Henrietta Lacks was a poor black woman who lived in Maryland, USA. After having five children she contracted cervical cancer that would kill her at just 31. She was treated at the Johns Hopkins Hospital that was still segregated at the time. A doctor took some cells from her tumours and it was standard practice to try and grow those, but scientists struggled to make them last long. Hers were the exception and were very prolific. They went on to be used by laboratories all over the world to study diseases and general cell biology. They were named HeLa cells after the patient they came from, but few people knew her actual name.
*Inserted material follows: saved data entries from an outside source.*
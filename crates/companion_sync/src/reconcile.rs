//! Reconciliation against the authoritative remote store
//!
//! A backstop for drift the incremental path missed: compare the remote state
//! with the local mirror, resolve every differing key through a
//! [`ConflictResolver`] and turn the winners into ordinary [`DeltaChange`]s so
//! they flow through the same idempotent apply-and-push path as local edits.

use crate::error::{SyncError, SyncResult};
use crate::metrics::SYNC_ERRORS;
use crate::types::{DeltaChange, TimestampMs};
use async_trait::async_trait;
use serde::{Deserialize, Serialize};
use serde_json::Value;
use std::collections::BTreeMap;
use std::fmt;
use std::str::FromStr;
use std::sync::Arc;
use tokio::sync::RwLock;
use tracing::*;

/// Authoritative remote store
#[async_trait]
pub trait RemoteStateSource: Send + Sync {
    /// Latest state keyed like the mirror cache; `None` when the store holds
    /// nothing for this user yet
    async fn fetch_latest_state(&self) -> SyncResult<Option<BTreeMap<String, Value>>>;
}

/// Remote store held in memory, for simulation and tests
#[derive(Debug, Default)]
pub struct InMemoryRemoteState {
    state: RwLock<Option<BTreeMap<String, Value>>>,
}

impl InMemoryRemoteState {
    pub fn new() -> Self {
        Self::default()
    }

    pub async fn set(&self, key: impl Into<String>, value: Value) {
        self.state
            .write()
            .await
            .get_or_insert_with(BTreeMap::new)
            .insert(key.into(), value);
    }

    pub async fn clear(&self) {
        *self.state.write().await = None;
    }
}

#[async_trait]
impl RemoteStateSource for InMemoryRemoteState {
    async fn fetch_latest_state(&self) -> SyncResult<Option<BTreeMap<String, Value>>> {
        Ok(self.state.read().await.clone())
    }
}

/// Named conflict policies selectable from configuration
#[derive(Debug, Clone, Copy, PartialEq, Eq, Default, Serialize, Deserialize)]
#[serde(rename_all = "snake_case")]
pub enum ConflictPolicy {
    #[default]
    ServerWins,
    ClientWins,
    FieldMerge,
}

impl ConflictPolicy {
    pub fn as_str(&self) -> &'static str {
        match self {
            ConflictPolicy::ServerWins => "server_wins",
            ConflictPolicy::ClientWins => "client_wins",
            ConflictPolicy::FieldMerge => "field_merge",
        }
    }

    pub fn resolver(&self) -> Arc<dyn ConflictResolver> {
        match self {
            ConflictPolicy::ServerWins => Arc::new(ServerWins),
            ConflictPolicy::ClientWins => Arc::new(ClientWins),
            ConflictPolicy::FieldMerge => Arc::new(FieldMerge),
        }
    }
}

impl fmt::Display for ConflictPolicy {
    fn fmt(&self, f: &mut fmt::Formatter<'_>) -> fmt::Result {
        f.write_str(self.as_str())
    }
}

impl FromStr for ConflictPolicy {
    type Err = String;

    fn from_str(s: &str) -> Result<Self, Self::Err> {
        match s.trim().to_lowercase().replace('-', "_").as_str() {
            "server_wins" => Ok(ConflictPolicy::ServerWins),
            "client_wins" => Ok(ConflictPolicy::ClientWins),
            "field_merge" => Ok(ConflictPolicy::FieldMerge),
            other => Err(format!("unknown conflict policy: {other}")),
        }
    }
}

/// A key whose remote value differs from the mirrored one
#[derive(Debug, Clone, PartialEq)]
pub struct Conflict {
    pub key: String,
    /// Mirrored value; `None` when the key is unknown locally
    pub local: Option<Value>,
    pub remote: Value,
}

#[derive(Debug, Clone, PartialEq)]
pub enum Resolution {
    TakeRemote,
    KeepLocal,
    Merged(Value),
}

pub trait ConflictResolver: Send + Sync {
    fn name(&self) -> &'static str;

    /// Pick a winner for `conflict`. An error means the policy cannot decide
    /// and the remote value is taken.
    fn resolve(&self, conflict: &Conflict) -> SyncResult<Resolution>;
}

#[derive(Debug, Clone, Copy, Default)]
pub struct ServerWins;

impl ConflictResolver for ServerWins {
    fn name(&self) -> &'static str {
        "server_wins"
    }

    fn resolve(&self, _conflict: &Conflict) -> SyncResult<Resolution> {
        Ok(Resolution::TakeRemote)
    }
}

/// Local values win; keys missing locally are still taken from the remote
#[derive(Debug, Clone, Copy, Default)]
pub struct ClientWins;

impl ConflictResolver for ClientWins {
    fn name(&self) -> &'static str {
        "client_wins"
    }

    fn resolve(&self, conflict: &Conflict) -> SyncResult<Resolution> {
        Ok(match conflict.local {
            Some(_) => Resolution::KeepLocal,
            None => Resolution::TakeRemote,
        })
    }
}

/// Object values are merged field by field with remote fields winning and
/// local-only fields kept. Keys unknown locally take the remote value; any
/// other pair cannot be merged.
#[derive(Debug, Clone, Copy, Default)]
pub struct FieldMerge;

impl ConflictResolver for FieldMerge {
    fn name(&self) -> &'static str {
        "field_merge"
    }

    fn resolve(&self, conflict: &Conflict) -> SyncResult<Resolution> {
        match (&conflict.local, &conflict.remote) {
            (Some(Value::Object(local)), Value::Object(remote)) => {
                let mut merged = local.clone();
                for (field, value) in remote {
                    merged.insert(field.clone(), value.clone());
                }
                Ok(Resolution::Merged(Value::Object(merged)))
            }
            (None, _) => Ok(Resolution::TakeRemote),
            _ => Err(SyncError::ReconciliationConflict {
                key: conflict.key.clone(),
            }),
        }
    }
}

/// Outcome of comparing remote and mirrored state
#[derive(Debug, Clone, Default, PartialEq)]
pub struct ReconciliationPlan {
    pub conflicts: Vec<Conflict>,
    /// Winning values to apply locally and push to the peer
    pub changes: Vec<DeltaChange>,
}

impl ReconciliationPlan {
    pub fn is_noop(&self) -> bool {
        self.changes.is_empty()
    }
}

#[derive(Clone)]
pub struct ReconciliationEngine {
    resolver: Arc<dyn ConflictResolver>,
}

impl fmt::Debug for ReconciliationEngine {
    fn fmt(&self, f: &mut fmt::Formatter<'_>) -> fmt::Result {
        f.debug_struct("ReconciliationEngine")
            .field("resolver", &self.resolver.name())
            .finish()
    }
}

impl ReconciliationEngine {
    pub fn new(resolver: Arc<dyn ConflictResolver>) -> Self {
        Self { resolver }
    }

    pub fn with_policy(policy: ConflictPolicy) -> Self {
        Self::new(policy.resolver())
    }

    pub fn resolver_name(&self) -> &'static str {
        self.resolver.name()
    }

    /// Compare `remote` against the mirrored `local` values.
    ///
    /// Keys absent from the remote are not conflicts: the remote store is
    /// partial and only speaks for the keys it holds.
    pub fn plan(
        &self,
        local: &BTreeMap<String, Value>,
        remote: &BTreeMap<String, Value>,
        now: TimestampMs,
    ) -> ReconciliationPlan {
        let mut plan = ReconciliationPlan::default();

        for (key, remote_value) in remote {
            let local_value = local.get(key);
            if local_value == Some(remote_value) {
                continue;
            }
            let conflict = Conflict {
                key: key.clone(),
                local: local_value.cloned(),
                remote: remote_value.clone(),
            };

            let resolution = self.resolver.resolve(&conflict).unwrap_or_else(|err| {
                SYNC_ERRORS.with_label_values(&[err.category()]).inc();
                warn!(%err, policy = self.resolver.name(), "Unresolved conflict, taking the remote value");
                Resolution::TakeRemote
            });
            let winner = match resolution {
                Resolution::TakeRemote => Some(remote_value.clone()),
                Resolution::KeepLocal => None,
                Resolution::Merged(value) => Some(value),
            };
            if let Some(value) = winner.filter(|v| Some(v) != local_value) {
                plan.changes
                    .push(DeltaChange::upsert(key.clone(), value, local_value.is_some(), now));
            }

            debug!(key = %key, policy = self.resolver.name(), "Reconciliation conflict resolved");
            plan.conflicts.push(conflict);
        }

        plan
    }
}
Writer Rebecca Skloot learned about Henrietta at school and decided her story needed to be told. She spent years try to talk to the family who resisted as they had had many journalists after them and felt they were being exploited. Some of them still feel they should have been paid something from the vast sums made from trading in the cells. The book has a section on the ethical and legal issues around this.
There is a fair bit of the science in the book, but a lot of it is about the people, including some of the scientists, but mostly Henrietta's family. As someone who has limited experience of life in America it gave an insight into the tough life poor black people still struggle with. The writer travels around with Henrietta's daughter Deborah who wants to understand what happened to her mother. She did not know for decades that these cells were still alive and being used. That has to be a shock when you know little of cell biology. She worried her mother was being cloned and experimented on. Given some of the experiments that were done on black people back then these were not such fantastic ideas.
The book has contributed to Henrietta being recognised in various ways.
It is quite an emotional read at times, but very compelling and well written. A good combination of social history and medical science.